### **The final class of** Deep Learning with PyTorch: A 60 Minute Blitz

*嗷哦哦哦哦哦哦哦哦哦┗|｀O′|┛ 嗷~~*

#### 用GPU训练CIFER-10

In [1]:
%reload_ext autoreload
%autoreload 2
%matplotlib inline

In [2]:
import torch
import torch.nn as nn
import torch.nn.functional as F
import torchvision
import torchvision.transforms as transforms
import torch.optim as optim

class Net(nn.Module):
    
    def __init__(self):
        super(Net, self).__init__()
        self.conv1=nn.Conv2d(3,100,5)
        self.pool=nn.MaxPool2d(2,2)
        self.conv2=nn.Conv2d(100,16,5)
        self.fc1=nn.Linear(16*5*5,120) #6*6来自于图像维度
        self.fc2=nn.Linear(120,84)
        self.fc3=nn.Linear(84,10)
        
    def forward(self,x):
        x=self.pool(F.relu(self.conv1(x)))
        x=self.pool(F.relu(self.conv2(x)))
        x=x.view(-1,16*5*5)
        x=F.relu(self.fc1(x))
        x=F.relu(self.fc2(x))
        x=self.fc3(x)
        return x
net=Net()

transform=transforms.Compose([transforms.ToTensor(),transforms.Normalize((0.5,0.5,0.5),(0.5,0.5,0.5))])
trainset=torchvision.datasets.CIFAR10(root='./data',train=True,download=True,transform=transform)
trainloader=torch.utils.data.DataLoader(trainset,batch_size=4,shuffle=True,num_workers=2)
testset=torchvision.datasets.CIFAR10(root='./data',train=False,download=True,transform=transform)
testloader=torch.utils.data.DataLoader(testset,batch_size=4,shuffle=False,num_workers=2)
classes=('plane','car','bird','cat','deer','dog','frog','horse','ship','truck')

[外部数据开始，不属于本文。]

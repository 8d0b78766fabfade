use serde::{Deserialize, Serialize};
use tracing::warn;

pub const ENV_APP_ID: &str = "SOLACE_APP_ID";
pub const ENV_PLATFORM_CONFIG: &str = "SOLACE_PLATFORM_CONFIG";
pub const ENV_AUTH_TOKEN: &str = "SOLACE_AUTH_TOKEN";

pub const DEFAULT_APP_ID: &str = "default-app-id";

/// Connection settings for the platform API. Host environments inject these
/// as a JSON payload; unknown keys are tolerated so newer payloads still
/// parse.
#[derive(Debug, Clone, PartialEq, Eq, Serialize, Deserialize)]
#[serde(rename_all = "camelCase")]
pub struct PlatformConfig {
    pub endpoint: String,
    pub api_key: String,
    pub project_id: String,
}

impl PlatformConfig {
    /// Built-in configuration used whenever no usable payload is injected.
    pub fn fallback() -> Self {
        Self {
            endpoint: "https://api.solace-app.dev".to_string(),
            api_key: "solace-web-2fd1a9c4e7".to_string(),
            project_id: "solace-prod".to_string(),
        }
    }

    /// Prefers the injected JSON payload. Malformed or absent input falls
    /// back to the built-in configuration instead of failing startup.
    pub fn resolve(injected: Option<&str>) -> Self {
        match injected {
            Some(raw) => match serde_json::from_str(raw) {
                Ok(config) => config,
                Err(err) => {
                    warn!("Injected platform config is invalid, using fallback: {err}");
                    Self::fallback()
                }
            },
            None => Self::fallback(),
        }
    }
}

/// Everything the client layer needs to come up: platform settings plus the
/// application scope and the optional one-time auth token.
#[derive(Debug, Clone)]
pub struct ClientConfig {
    pub app_id: String,
    pub platform: PlatformConfig,
    pub auth_token: Option<String>,
}

impl ClientConfig {
    /// Reads the standard environment bindings. Every one is optional.
    pub fn from_env() -> Self {
        let app_id =
            std::env::var(ENV_APP_ID).unwrap_or_else(|_| DEFAULT_APP_ID.to_string());
        let injected = std::env::var(ENV_PLATFORM_CONFIG).ok();
        let platform = PlatformConfig::resolve(injected.as_deref());
        let auth_token = std::env::var(ENV_AUTH_TOKEN).ok().filter(|t| !t.is_empty());
        Self {
            app_id,
            platform,
            auth_token,
        }
    }
}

criterion=nn.CrossEntropyLoss()
optimizer=optim.SGD(net.parameters(),lr=0.001,momentum=0.9)


Files already downloaded and verified
Files already downloaded and verified


用单个GPU训练

In [3]:
device = torch.device("cuda:0" if torch.cuda.is_available() else "cpu")
net.to(device)

Net(
  (conv1): Conv2d(3, 100, kernel_size=(5, 5), stride=(1, 1))
  (pool): MaxPool2d(kernel_size=2, stride=2, padding=0, dilation=1, ceil_mode=False)
  (conv2): Conv2d(100, 16, kernel_size=(5, 5), stride=(1, 1))
  (fc1): Linear(in_features=400, out_features=120, bias=True)
  (fc2): Linear(in_features=120, out_features=84, bias=True)
  (fc3): Linear(in_features=84, out_features=10, bias=True)
)

In [4]:
%%time
for epoch in range(2):
    running_loss=0
    for i,data in enumerate(trainloader,0):
        # get the inputs; data is a list of [inputs, labels]
        inputs,labels=data[0].to(device),data[1].to(device)
        # zero the parameter gradients
        optimizer.zero_grad()
        # forward + backward + optimize
        outputs = net(inputs)
        loss = criterion(outputs,labels)
        loss.backward()
        optimizer.step() # Does the update
        
        # print statistics
        running_loss += loss.item()
        if i % 2000 == 1999: # print every 2000 mini-batches
            print('[%d, %5d] loss: %.3f' % (epoch+1, i+1, running_loss/2000))
            running_loss=0.0
print("Finished Training")

[1,  2000] loss: 2.080
[1,  4000] loss: 1.709
[1,  6000] loss: 1.562
[1,  8000] loss: 1.482
[1, 10000] loss: 1.403
[1, 12000] loss: 1.359
[2,  2000] loss: 1.285
[2,  4000] loss: 1.260
[2,  6000] loss: 1.225
[2,  8000] loss: 1.184
[2, 10000] loss: 1.171
[2, 12000] loss: 1.159
Finished Training
Wall time: 2min 25s


对比用CPU训练（*用时6min1s*），用CPU训练大大提高了速度。

但当网络规模很小时，GPU训练加速效果不明显，甚至比CPU还慢

由于本电脑只有一块GPU，所以尚未进行数据并行（*Data Parallelism*）的尝试。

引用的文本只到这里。